What the task asks: Search the data below, and report every line in which "BlockRef" occurs.

Stored data entries
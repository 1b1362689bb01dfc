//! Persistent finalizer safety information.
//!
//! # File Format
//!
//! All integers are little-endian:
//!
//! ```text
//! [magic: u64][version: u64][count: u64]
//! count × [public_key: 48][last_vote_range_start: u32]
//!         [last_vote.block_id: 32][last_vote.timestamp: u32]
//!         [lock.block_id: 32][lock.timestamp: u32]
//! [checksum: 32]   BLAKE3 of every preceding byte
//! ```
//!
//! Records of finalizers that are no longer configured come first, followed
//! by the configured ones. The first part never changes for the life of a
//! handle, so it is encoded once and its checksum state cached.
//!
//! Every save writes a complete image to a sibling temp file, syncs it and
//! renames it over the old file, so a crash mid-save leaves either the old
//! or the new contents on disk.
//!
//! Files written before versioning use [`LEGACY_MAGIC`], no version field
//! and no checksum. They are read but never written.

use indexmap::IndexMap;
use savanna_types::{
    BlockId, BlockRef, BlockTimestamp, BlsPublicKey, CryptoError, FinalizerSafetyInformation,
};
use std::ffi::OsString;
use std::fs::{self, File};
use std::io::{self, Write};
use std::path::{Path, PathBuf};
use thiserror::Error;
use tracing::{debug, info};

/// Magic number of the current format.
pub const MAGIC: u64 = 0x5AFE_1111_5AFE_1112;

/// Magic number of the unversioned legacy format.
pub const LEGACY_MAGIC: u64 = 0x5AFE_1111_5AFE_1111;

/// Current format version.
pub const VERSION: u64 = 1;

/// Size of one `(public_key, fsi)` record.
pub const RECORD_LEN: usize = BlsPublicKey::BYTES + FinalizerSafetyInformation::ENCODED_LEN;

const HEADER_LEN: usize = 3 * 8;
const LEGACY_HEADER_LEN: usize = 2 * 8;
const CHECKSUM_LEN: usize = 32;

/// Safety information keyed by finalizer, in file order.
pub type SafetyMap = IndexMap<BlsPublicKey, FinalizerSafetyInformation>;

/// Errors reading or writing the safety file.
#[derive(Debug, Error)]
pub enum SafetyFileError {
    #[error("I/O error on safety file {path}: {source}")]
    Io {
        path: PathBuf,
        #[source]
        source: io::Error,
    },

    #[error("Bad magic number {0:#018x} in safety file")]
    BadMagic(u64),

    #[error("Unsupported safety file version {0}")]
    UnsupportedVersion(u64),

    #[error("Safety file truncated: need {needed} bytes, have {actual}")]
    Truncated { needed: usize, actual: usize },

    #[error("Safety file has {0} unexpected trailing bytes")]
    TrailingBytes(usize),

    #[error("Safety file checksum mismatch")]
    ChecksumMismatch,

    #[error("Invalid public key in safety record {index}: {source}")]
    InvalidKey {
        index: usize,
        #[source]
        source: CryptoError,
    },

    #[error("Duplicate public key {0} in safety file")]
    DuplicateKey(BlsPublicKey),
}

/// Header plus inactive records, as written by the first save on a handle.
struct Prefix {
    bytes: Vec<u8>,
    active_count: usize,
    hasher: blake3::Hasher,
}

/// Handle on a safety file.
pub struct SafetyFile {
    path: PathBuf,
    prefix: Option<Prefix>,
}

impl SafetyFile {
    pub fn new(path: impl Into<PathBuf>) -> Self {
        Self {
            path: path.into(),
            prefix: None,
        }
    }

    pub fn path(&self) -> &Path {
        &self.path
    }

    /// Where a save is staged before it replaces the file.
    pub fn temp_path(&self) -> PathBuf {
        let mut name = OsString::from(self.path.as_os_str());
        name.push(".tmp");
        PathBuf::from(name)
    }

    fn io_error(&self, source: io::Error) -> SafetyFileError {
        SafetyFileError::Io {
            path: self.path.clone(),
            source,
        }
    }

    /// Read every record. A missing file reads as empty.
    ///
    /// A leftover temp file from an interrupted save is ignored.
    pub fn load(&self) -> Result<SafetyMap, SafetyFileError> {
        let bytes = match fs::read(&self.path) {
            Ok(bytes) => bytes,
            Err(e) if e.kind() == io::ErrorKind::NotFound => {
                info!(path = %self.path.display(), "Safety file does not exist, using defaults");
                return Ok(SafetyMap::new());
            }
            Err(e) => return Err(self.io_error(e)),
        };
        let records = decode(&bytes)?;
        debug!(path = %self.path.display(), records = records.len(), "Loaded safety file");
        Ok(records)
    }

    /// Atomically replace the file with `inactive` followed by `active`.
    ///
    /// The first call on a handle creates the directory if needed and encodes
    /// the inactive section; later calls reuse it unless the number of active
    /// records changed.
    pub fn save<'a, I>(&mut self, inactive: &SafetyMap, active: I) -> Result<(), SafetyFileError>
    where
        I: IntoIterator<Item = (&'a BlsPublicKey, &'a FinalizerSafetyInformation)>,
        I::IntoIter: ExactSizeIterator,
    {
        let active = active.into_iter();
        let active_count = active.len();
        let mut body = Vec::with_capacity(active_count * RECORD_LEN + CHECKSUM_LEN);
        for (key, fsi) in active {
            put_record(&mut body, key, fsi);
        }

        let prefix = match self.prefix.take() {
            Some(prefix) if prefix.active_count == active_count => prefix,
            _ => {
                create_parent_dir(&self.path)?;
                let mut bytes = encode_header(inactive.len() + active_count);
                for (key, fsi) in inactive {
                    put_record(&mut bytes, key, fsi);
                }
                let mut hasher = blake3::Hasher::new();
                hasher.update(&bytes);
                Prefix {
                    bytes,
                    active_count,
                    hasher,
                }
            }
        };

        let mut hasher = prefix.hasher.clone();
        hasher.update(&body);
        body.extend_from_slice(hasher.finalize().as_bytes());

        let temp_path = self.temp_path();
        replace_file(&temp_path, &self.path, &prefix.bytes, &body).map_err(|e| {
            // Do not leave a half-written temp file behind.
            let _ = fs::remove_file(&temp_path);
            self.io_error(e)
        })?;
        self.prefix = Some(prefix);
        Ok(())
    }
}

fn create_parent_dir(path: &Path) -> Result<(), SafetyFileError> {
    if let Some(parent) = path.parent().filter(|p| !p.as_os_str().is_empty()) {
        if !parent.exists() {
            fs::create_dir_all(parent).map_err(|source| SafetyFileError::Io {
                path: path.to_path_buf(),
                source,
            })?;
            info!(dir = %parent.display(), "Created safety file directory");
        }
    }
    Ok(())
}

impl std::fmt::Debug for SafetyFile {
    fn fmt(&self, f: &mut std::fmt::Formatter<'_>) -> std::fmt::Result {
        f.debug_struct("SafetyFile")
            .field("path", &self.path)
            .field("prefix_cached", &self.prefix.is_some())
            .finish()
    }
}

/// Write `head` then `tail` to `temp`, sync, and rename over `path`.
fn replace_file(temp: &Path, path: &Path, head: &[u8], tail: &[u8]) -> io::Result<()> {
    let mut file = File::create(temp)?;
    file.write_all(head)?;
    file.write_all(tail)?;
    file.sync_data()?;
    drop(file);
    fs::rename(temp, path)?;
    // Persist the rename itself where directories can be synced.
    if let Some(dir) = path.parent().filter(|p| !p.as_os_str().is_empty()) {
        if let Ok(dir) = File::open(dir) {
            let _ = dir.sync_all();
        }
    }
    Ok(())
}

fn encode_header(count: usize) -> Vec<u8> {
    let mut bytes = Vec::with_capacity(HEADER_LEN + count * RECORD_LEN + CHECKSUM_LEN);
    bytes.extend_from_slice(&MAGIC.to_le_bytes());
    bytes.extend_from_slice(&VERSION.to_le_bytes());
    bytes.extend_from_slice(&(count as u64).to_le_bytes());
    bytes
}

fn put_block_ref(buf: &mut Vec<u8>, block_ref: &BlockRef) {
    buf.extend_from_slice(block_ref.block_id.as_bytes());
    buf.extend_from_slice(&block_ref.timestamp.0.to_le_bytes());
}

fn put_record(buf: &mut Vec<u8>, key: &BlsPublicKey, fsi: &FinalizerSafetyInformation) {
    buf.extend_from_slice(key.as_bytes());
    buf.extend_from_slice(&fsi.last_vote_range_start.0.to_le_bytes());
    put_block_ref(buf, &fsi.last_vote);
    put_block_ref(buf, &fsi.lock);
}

Result of the exercise:
    BlockId, BlockRef, BlockTimestamp, BlsPublicKey, CryptoError, FinalizerSafetyInformation,
fn put_block_ref(buf: &mut Vec<u8>, block_ref: &BlockRef) {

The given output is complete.